Fabrice de Pierrebourg / L’actualité
Fadel, a waiter at al-Rawda café, in the heart of the capital.

Today, Damascus vibrates. The capital, with its 2.5 million inhabitants, is bustling with activity, thanks to the freedom regained by older generations after half a century of dictatorship. A freedom and peace hitherto unknown to younger Syrians. Especially those from the “rebel” regions, which were hit the hardest by the 14 years of war. 
  
“Before, we were afraid to even say hello to certain people, for fear that they wouldn’t like the tone of our greeting and we would get into trouble,” notes Fadel, 33, from Idlib, a teacher and waiter at al-Rawda café. “Hope for a better future is here, Inshallah, and I tell my friends in exile abroad to come back.” 

Seven million Syrians, out of a total population of around 35 million at the start of the war, fled to neighbouring countries (Jordan, Lebanon and Turkey) and as far afield as Europe. Nearly 100,000 ended up in Canada, including some 5,000 in Quebec. 

From Damascus, it takes almost two hours to drive south, through plowed ochre fields and olive groves, to reach the town of Deraa. The dual carriageway, which is virtually deserted in both directions, is dotted with abandoned concrete sentry boxes in the colours of the former regime and a few burnt-out military vehicles. 

Located on the borders of Jordan and Golan, a mountain range occupied by Israel (since 1967), this city of around 70,000 inhabitants (mostly Sunni Muslims) before the war is considered the cradle of the Syrian revolution. The spontaneous protest movement, inspired by the Arab Spring in Egypt and Tunisia, quickly spread from Deraa to other parts of the country. 

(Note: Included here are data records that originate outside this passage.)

//! The upload → lookup → process workflow
//!
//! Strictly sequential: every step waits for the previous response. There
//! are no retries and nothing is rolled back; a failed process step leaves
//! the uploaded image on the service until its own retention removes it.

use crate::client::{InpaintClient, UploadOutcome};
use crate::error::{InpaintError, Result};
use crate::mask::ensure_same_dimensions;
use crate::models::{find_by_file_name, EditorTarget, ImageRecord, SessionCredential};
use crate::services::{LocalFiles, StepReporter, StepTracker, UploadFile, WorkflowStep};
use std::path::Path;
use image::ImageError;
use tracing::{debug, info, instrument, warn};

/// Inputs of one workflow run
#[derive(Debug, Clone)]
pub struct WorkflowRequest {
    pub source: UploadFile,
    /// PNG bytes of the mask
    pub mask_png: Vec<u8>,
    /// Credential for all three calls; when absent, the one issued by the
    /// upload response is used for the later calls
    pub session: Option<SessionCredential>,
}

impl WorkflowRequest {
    /// Read the source image and mask from disk
    pub async fn from_paths<P: AsRef<Path>, Q: AsRef<Path>>(
        image_path: P,
        mask_path: Q,
        remote_name: Option<&str>,
        media_type: Option<&str>,
        session: Option<SessionCredential>,
    ) -> Result<Self> {
        let source = UploadFile::from_path(image_path, remote_name, media_type).await?;
        let mask_png = LocalFiles::read(mask_path).await?;
        Ok(Self {
            source,
            mask_png,
            session,
        })
    }
}

/// What each step returned
#[derive(Debug, Clone, PartialEq)]
pub struct WorkflowReport {
    pub upload: UploadOutcome,
    pub info_status: u16,
    /// The record matched by name
    pub record: ImageRecord,
    pub target: EditorTarget,
    pub process_status: u16,
}

/// Runs the three calls in order and reports each outcome
pub struct InpaintWorkflow {
    client: InpaintClient,
    tracker: StepTracker,
}

impl InpaintWorkflow {
    #[must_use]
    pub fn new(client: InpaintClient, reporter: Box<dyn StepReporter>) -> Self {
        Self {
            client,
            tracker: StepTracker::new(reporter),
        }
    }

    #[must_use]
    pub fn client(&self) -> &InpaintClient {
        &self.client
    }

    /// Upload, look up and process
    ///
    /// # Errors
    /// - Transport failures on any call
    /// - Info response without an `images` list
    /// - No record named after the upload ([`InpaintError::RecordNotFound`]);
    ///   the process request is never built in that case
    #[instrument(skip(self, request), fields(file_name = %request.source.base_name))]
    pub async fn run(&mut self, request: &WorkflowRequest) -> Result<WorkflowReport> {
        check_mask_fits(request);

        self.tracker.start(WorkflowStep::Upload);
        let uploaded = self
            .client
            .upload(&request.source, request.session.as_ref())
            .await;
        let upload = self.track(uploaded)?;
        self.tracker.finish(Some(upload.status), None);

        let session = request
            .session
            .clone()
            .or_else(|| upload.issued_session.clone());
        if request.session.is_none() && session.is_some() {
            info!("Using session issued by the upload response");
        }

        self.tracker.start(WorkflowStep::Info);
        let fetched = self.client.fetch_listing(session.as_ref()).await;
        let listing = self.track(fetched)?;
        self.tracker.finish(Some(listing.status), None);

        self.tracker.start(WorkflowStep::Lookup);
        let found = find_by_file_name(&listing.records, &request.source.base_name).cloned();
        let found_json = found.as_ref().map(serde_json::to_value).transpose();
        let found_json = self.track(found_json.map_err(|e| {
            InpaintError::encoding(format!("Cannot report matched record: {}", e))
        }))?;
        self.tracker.finish(None, found_json);

        let record = found.ok_or_else(|| InpaintError::record_not_found(&request.source.base_name))?;
        let target = EditorTarget::from_record(&record)?;

        self.tracker.start(WorkflowStep::Process);
        let processed = self
            .client
            .process(&target, session.as_ref(), &request.mask_png)
            .await;
        let process_status = self.track(processed)?;
        self.tracker.finish(Some(process_status), None);

        Ok(WorkflowReport {
            upload,
            info_status: listing.status,
            record,
            target,
            process_status,
        })
    }

    fn track<T>(&mut self, result: Result<T>) -> Result<T> {
        if let Err(e) = &result {
            self.tracker.fail(&e.to_string());
        }
        result
    }
}

/// Warn when the mask and image sizes differ; the service has the final say
fn check_mask_fits(request: &WorkflowRequest) {
    match ensure_same_dimensions(&request.mask_png, &request.source.bytes) {
        Ok(()) => {},
        Err(InpaintError::Image(ImageError::Unsupported(e))) => {
            debug!("Skipping mask size check: {}", e);
        },
        Err(e) => warn!("Mask may not fit the image: {}", e),
    }
}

It all began in March 2011 with a sarcastic graffiti, “It’s your turn, doctor” — an allusion to Bashar al-Assad’s profession as an ophthalmologist — drawn by teenagers on the wall of their school. A joke that led to arrest, imprisonment and over a month of torture for these teenagers seen as suspects by the regime’s secret police, led locally by one of Assad’s cousins. This dramatic event led to increasingly and harshly repressed demonstrations in the central square and at Omari Mosque. This led to a cruel siege of the rebelling neighbourhoods.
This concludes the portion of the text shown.